Authors: Mahnoosh Kholghi,Lance De Vine,Laurianne Sitbon,Guido Zuccon,Anthony Nguyen
Where published:
ALTA 2016 12
ArXiv: 1607.02810
Document:
PDF
DOI
Abstract URL: http://arxiv.org/abs/1607.02810v4
This study investigates the use of unsupervised word embeddings and sequence
features for sample representation in an active learning framework built to
extract clinical concepts from clinical free text. The objective is to further
reduce the manual annotation effort while achieving higher effectiveness
compared to a set of baseline features. Unsupervised features are derived from
skip-gram word embeddings and a sequence representation approach. The
comparative performance of unsupervised features and baseline hand-crafted
features in an active learning framework are investigated using a wide range of
selection criteria including least confidence, information diversity,
information density and diversity, and domain knowledge informativeness.
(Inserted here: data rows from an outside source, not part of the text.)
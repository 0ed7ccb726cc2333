//! The mutable assembly multigraph.
//!
//! Nodes are contigs keyed by a stable [`NodeId`]; links are keyed triples
//! (source, sink, key) so parallel links between the same pair coexist and
//! any single link can be removed in O(1). Node identity persists across
//! merges (one side of a merge is kept); link identity is transient.
//!
//! All mutating passes iterate over sorted id snapshots rather than live
//! map iterators, so results do not depend on hash-map ordering.

use std::fmt;

use fnv::FnvHashMap;

use crate::error::{GraphError, Result};
use crate::orient::{LinkBuckets, OrientedLink, Strand};

pub mod link;
pub mod node;

pub use link::{Link, LinkId};
pub use node::{Contig, NodeClass};

/// Newtype for contig identifiers, taken from GFA segment names.
#[derive(Debug, Clone, Copy, PartialEq, Eq, PartialOrd, Ord, Hash, Default)]
#[repr(transparent)]
pub struct NodeId(pub u64);

impl fmt::Display for NodeId {
    fn fmt(&self, f: &mut fmt::Formatter<'_>) -> fmt::Result {
        write!(f, "{}", self.0)
    }
}

impl From<u64> for NodeId {
    #[inline]
    fn from(num: u64) -> Self {
        NodeId(num)
    }
}

impl From<usize> for NodeId {
    #[inline]
    fn from(num: usize) -> Self {
        NodeId(num as u64)
    }
}

impl From<NodeId> for u64 {
    #[inline]
    fn from(id: NodeId) -> Self {
        id.0
    }
}

/// Directed multigraph of contigs and overlap links.
#[derive(Debug, Default, Clone)]
pub struct AssemblyGraph {
    nodes: FnvHashMap<NodeId, Contig>,
    links: FnvHashMap<LinkId, Link>,
    out: FnvHashMap<NodeId, Vec<LinkId>>,
    inc: FnvHashMap<NodeId, Vec<LinkId>>,
}

impl AssemblyGraph {
    pub fn new() -> AssemblyGraph {
        Default::default()
    }

    #[inline]
    pub fn node_count(&self) -> usize {
        self.nodes.len()
    }

    #[inline]
    pub fn link_count(&self) -> usize {
        self.links.len()
    }

    #[inline]
    pub fn has_node(&self, id: NodeId) -> bool {
        self.nodes.contains_key(&id)
    }

    pub fn node(&self, id: NodeId) -> Option<&Contig> {
        self.nodes.get(&id)
    }

    pub fn node_mut(&mut self, id: NodeId) -> Option<&mut Contig> {
        self.nodes.get_mut(&id)
    }

    /// Like [`Self::node`], but absence is an error. For algorithm
    /// internals where a dangling id indicates a bookkeeping bug.
    pub fn contig(&self, id: NodeId) -> Result<&Contig> {
        self.nodes.get(&id).ok_or(GraphError::UnknownNode(id))
    }

    pub fn contig_mut(&mut self, id: NodeId) -> Result<&mut Contig> {
        self.nodes.get_mut(&id).ok_or(GraphError::UnknownNode(id))
    }

    pub fn add_node(&mut self, id: NodeId, contig: Contig) {
        self.nodes.insert(id, contig);
        self.out.entry(id).or_default();
        self.inc.entry(id).or_default();
    }

    /// Remove a node and every link incident to it.
    pub fn remove_node(&mut self, id: NodeId) {
        for lid in self.incident_links(id) {
            self.remove_link(lid);
        }
        self.nodes.remove(&id);
        self.out.remove(&id);
        self.inc.remove(&id);
    }

    /// Sorted snapshot of all node ids.
    pub fn node_ids(&self) -> Vec<NodeId> {
        let mut ids: Vec<NodeId> = self.nodes.keys().copied().collect();
        ids.sort_unstable();
        ids
    }

    /// Sorted snapshot of all link ids.
    pub fn link_ids(&self) -> Vec<LinkId> {
        let mut ids: Vec<LinkId> = self.links.keys().copied().collect();
        ids.sort_unstable();
        ids
    }

    pub fn link(&self, id: LinkId) -> Option<&Link> {
        self.links.get(&id)
    }

    /// Insert a link, assigning the lowest key above any existing parallel
    /// link between the same ordered pair.
    pub fn add_link(
        &mut self,
        source: NodeId,
        sink: NodeId,
        link: Link,
    ) -> LinkId {
        let key = self
            .out
            .get(&source)
            .map(|ids| {
                ids.iter()
                    .filter(|l| l.sink == sink)
                    .map(|l| l.key + 1)
                    .max()
                    .unwrap_or(0)
            })
            .unwrap_or(0);
        let id = LinkId::new(source, sink, key);
        self.links.insert(id, link);
        self.out.entry(source).or_default().push(id);
        self.inc.entry(sink).or_default().push(id);
        id
    }

    pub fn remove_link(&mut self, id: LinkId) {
        if self.links.remove(&id).is_none() {
            return;
        }
        if let Some(ids) = self.out.get_mut(&id.source) {
            ids.retain(|l| *l != id);
        }
        if let Some(ids) = self.inc.get_mut(&id.sink) {
            ids.retain(|l| *l != id);
        }
    }

    /// Any link with the given ordered endpoints?
    pub fn has_link_between(&self, source: NodeId, sink: NodeId) -> bool {
        self.out
            .get(&source)
            .map(|ids| ids.iter().any(|l| l.sink == sink))
            .unwrap_or(false)
    }

    pub fn out_links(&self, node: NodeId) -> &[LinkId] {
        self.out.get(&node).map(|v| v.as_slice()).unwrap_or(&[])
    }

    pub fn in_links(&self, node: NodeId) -> &[LinkId] {
        self.inc.get(&node).map(|v| v.as_slice()).unwrap_or(&[])
    }

    /// All links touching a node, self-loops included once.
    pub fn incident_links(&self, node: NodeId) -> Vec<LinkId> {
        let mut ids: Vec<LinkId> = self
            .out_links(node)
            .iter()
            .chain(self.in_links(node).iter())
            .copied()
            .collect();
        ids.sort_unstable();
        ids.dedup();
        ids
    }

    #[inline]
    pub fn degree(&self, node: NodeId) -> usize {
        self.out_links(node).len() + self.in_links(node).len()
    }

    /// Bucket a node's incident links by direction and the strand on the
    /// node's side of the label; self-loops are excluded. This drives every
    /// topology check in the mergers.
    pub fn classify_links(&self, node: NodeId) -> LinkBuckets {
        let mut buckets = LinkBuckets::default();
        for &lid in self.out_links(node) {
            if lid.is_self_loop() {
                continue;
            }
            let link = &self.links[&lid];
            match link.label.0 {
                Strand::Forward => buckets.plus_out.push(lid),
                Strand::Reverse => buckets.minus_out.push(lid),
            }
        }
        for &lid in self.in_links(node) {
            if lid.is_self_loop() {
                continue;
            }
            let link = &self.links[&lid];
            match link.label.1 {
                Strand::Forward => buckets.plus_in.push(lid),
                Strand::Reverse => buckets.minus_in.push(lid),
            }
        }
        buckets
    }

    /// Canonicalize a link relative to one endpoint. When `node` is the
    /// sink the label is read as stored; when it is the source the label is
    /// flipped first, so `(from, to)` always describes the traversal
    /// arriving at `node`.
    pub fn oriented(&self, node: NodeId, id: LinkId) -> Result<OrientedLink> {
        let link = self
            .links
            .get(&id)
            .ok_or(GraphError::EndpointMismatch { node, link: id })?;
        if node == id.sink {
            Ok(OrientedLink {
                neighbour: id.source,
                from: link.label.0,
                to: link.label.1,
                overlap: link.overlap,
                link: id,
            })
        } else if node == id.source {
            let flipped = link.label.flipped();
            Ok(OrientedLink {
                neighbour: id.sink,
                from: flipped.0,
                to: flipped.1,
                overlap: link.overlap,
                link: id,
            })
        } else {
            Err(GraphError::EndpointMismatch { node, link: id })
        }
    }

    /// Weakly-connected components, each a sorted list of node ids.
    pub fn components(&self) -> Vec<Vec<NodeId>> {
        let mut seen: fnv::FnvHashSet<NodeId> = Default::default();
        let mut components = Vec::new();
        for start in self.node_ids() {
            if seen.contains(&start) {
                continue;
            }
            let mut component = Vec::new();
            let mut stack = vec![start];
            seen.insert(start);
            while let Some(node) = stack.pop() {
                component.push(node);
                let neighbours = self
                    .out_links(node)
                    .iter()
                    .map(|l| l.sink)
                    .chain(self.in_links(node).iter().map(|l| l.source));
                for next in neighbours {
                    if seen.insert(next) {
                        stack.push(next);
                    }
                }
            }
            component.sort_unstable();
            components.push(component);
        }
        components
    }
}
//! DNA sequence operations: reverse complement, IUPAC consensus, and the
//! CIGAR-guided merge used when contracting overlapping contigs.
//!
//! Sequences are byte slices over the IUPAC nucleotide alphabet, upper- or
//! lowercase. The complement table is generated at compile time by
//! `build.rs`; bytes outside the alphabet map to 0 and are rejected.

use std::fmt;

use crate::error::{GraphError, Result};

include!(concat!(env!("OUT_DIR"), "/comp_table.rs"));

/// Complement of a single IUPAC base, case-preserved. `None` for bytes
/// outside the alphabet.
#[inline]
pub fn comp_base(base: u8) -> Option<u8> {
    match IUPAC_COMP_TABLE[base as usize] {
        0 => None,
        b => Some(b),
    }
}

/// Reverse complement of an IUPAC sequence, case-preserved.
pub fn reverse_complement(seq: &[u8]) -> Result<Vec<u8>> {
    seq.iter()
        .rev()
        .map(|&b| comp_base(b).ok_or(GraphError::InvalidBase { byte: b }))
        .collect()
}

/// Base-set bitmask of an IUPAC code (A=1, C=2, G=4, T=8), case-folded.
const fn base_bits(base: u8) -> u8 {
    match base {
        b'A' | b'a' => 0b0001,
        b'C' | b'c' => 0b0010,
        b'G' | b'g' => 0b0100,
        b'T' | b't' => 0b1000,
        b'M' | b'm' => 0b0011,
        b'R' | b'r' => 0b0101,
        b'W' | b'w' => 0b1001,
        b'S' | b's' => 0b0110,
        b'Y' | b'y' => 0b1010,
        b'K' | b'k' => 0b1100,
        b'V' | b'v' => 0b0111,
        b'H' | b'h' => 0b1011,
        b'D' | b'd' => 0b1101,
        b'B' | b'b' => 0b1110,
        b'N' | b'n' => 0b1111,
        _ => 0,
    }
}

/// IUPAC code whose base-set equals the given bitmask.
const BITS_TO_BASE: [u8; 16] = [
    0, b'A', b'C', b'M', b'G', b'R', b'S', b'V', b'T', b'W', b'Y', b'H',
    b'K', b'D', b'B', b'N',
];

/// Consensus of two IUPAC bases: identity when equal, otherwise the unique
/// code covering the union of both base-sets. The result is lowercase only
/// when both inputs are.
pub fn consensus_base(b1: u8, b2: u8) -> Result<u8> {
    if b1 == b2 {
        return Ok(b1);
    }
    let bits1 = base_bits(b1);
    if bits1 == 0 {
        return Err(GraphError::InvalidBase { byte: b1 });
    }
    let bits2 = base_bits(b2);
    if bits2 == 0 {
        return Err(GraphError::InvalidBase { byte: b2 });
    }
    let merged = BITS_TO_BASE[(bits1 | bits2) as usize];
    if b1.is_ascii_lowercase() && b2.is_ascii_lowercase() {
        Ok(merged.to_ascii_lowercase())
    } else {
        Ok(merged)
    }
}

/// Per-position consensus of two equal-length sequences.
pub fn consensus_sequence(s1: &[u8], s2: &[u8]) -> Result<Vec<u8>> {
    if s1.len() != s2.len() {
        return Err(GraphError::ConsensusLength {
            left: s1.len(),
            right: s2.len(),
        });
    }
    s1.iter()
        .zip(s2.iter())
        .map(|(&a, &b)| consensus_base(a, b))
        .collect()
}

/// Percent identity of two equal-length sequences, case-insensitive.
pub fn percent_identity(s1: &[u8], s2: &[u8]) -> Result<f64> {
    if s1.len() != s2.len() {
        return Err(GraphError::ConsensusLength {
            left: s1.len(),
            right: s2.len(),
        });
    }
    if s1.is_empty() {
        return Ok(100.0);
    }
    let matches = s1
        .iter()
        .zip(s2.iter())
        .filter(|(a, b)| a.eq_ignore_ascii_case(b))
        .count();
    Ok(matches as f64 * 100.0 / s1.len() as f64)
}

/// Fraction of G/C bases, case-normalized. Empty sequences count as 0.
pub fn gc_fraction(seq: &[u8]) -> f64 {
    if seq.is_empty() {
        return 0.0;
    }
    let gc = seq
        .iter()
        .filter(|b| matches!(b.to_ascii_uppercase(), b'G' | b'C'))
        .count();
    gc as f64 / seq.len() as f64
}

/// Overlap descriptor of a link: a single `<N>M` CIGAR token.
///
/// Anything else (a different operation, several tokens, or a missing
/// overlap) is a format error.
#[derive(Debug, Clone, Copy, PartialEq, Eq, PartialOrd, Ord, Hash, Default)]
pub struct Overlap(pub usize);

impl Overlap {
    pub fn parse(cigar: &[u8]) -> Result<Self> {
        let bad = || GraphError::BadCigar {
            cigar: String::from_utf8_lossy(cigar).into_owned(),
        };
        let digits = cigar.iter().take_while(|b| b.is_ascii_digit()).count();
        if digits == 0 || cigar.len() != digits + 1 {
            return Err(bad());
        }
        if cigar[digits] != b'M' {
            return Err(bad());
        }
        let n = std::str::from_utf8(&cigar[..digits])
            .ok()
            .and_then(|s| s.parse::<usize>().ok())
            .ok_or_else(bad)?;
        Ok(Overlap(n))
    }

    #[inline]
    pub fn len(&self) -> usize {
        self.0
    }

    #[inline]
    pub fn is_empty(&self) -> bool {
        self.0 == 0
    }
}

impl fmt::Display for Overlap {
    fn fmt(&self, f: &mut fmt::Formatter<'_>) -> fmt::Result {
        write!(f, "{}M", self.0)
    }
}

/// Join two sequences across their overlap: `s1` minus its last `N` bases,
/// the consensus of `s1`'s tail with `s2`'s head, then the rest of `s2`.
///
/// The result has length `s1.len() + s2.len() - N`.
pub fn cigar_merge(s1: &[u8], s2: &[u8], overlap: Overlap) -> Result<Vec<u8>> {
    let n = overlap.len();
    if n > s1.len() {
        return Err(GraphError::OverlapTooLong {
            overlap: n,
            len: s1.len(),
        });
    }
    if n > s2.len() {
        return Err(GraphError::OverlapTooLong {
            overlap: n,
            len: s2.len(),
        });
    }
    let split = s1.len() - n;
    let mut out = Vec::with_capacity(s1.len() + s2.len() - n);
    out.extend_from_slice(&s1[..split]);
    out.extend(consensus_sequence(&s1[split..], &s2[..n])?);
    out.extend_from_slice(&s2[n..]);
    Ok(out)
}

/// Rebuild a neighbour's boundary after its partner was rewritten: the
/// consensus of the overlap followed by `s2`'s remainder. Unlike
/// [`cigar_merge`] the kept partner (`s1`) contributes only its tail.
pub fn cigar_judge_connect(
    s1: &[u8],
    s2: &[u8],
    overlap: Overlap,
) -> Result<Vec<u8>> {
    let n = overlap.len();
    if n > s1.len() {
        return Err(GraphError::OverlapTooLong {
            overlap: n,
            len: s1.len(),
        });
    }
    if n > s2.len() {
        return Err(GraphError::OverlapTooLong {
            overlap: n,
            len: s2.len(),
        });
    }
    let mut out = consensus_sequence(&s1[s1.len() - n..], &s2[..n])?;
    out.extend_from_slice(&s2[n..]);
    Ok(out)
}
Two
clinical datasets are used for evaluation: the i2b2/VA 2010 NLP challenge and
the ShARe/CLEF 2013 eHealth Evaluation Lab. Our results demonstrate significant
improvements in terms of effectiveness as well as annotation effort savings
across both datasets. Using unsupervised features along with baseline features
for sample representation lead to further savings of up to 9% and 10% of the
token and concept annotation rates, respectively.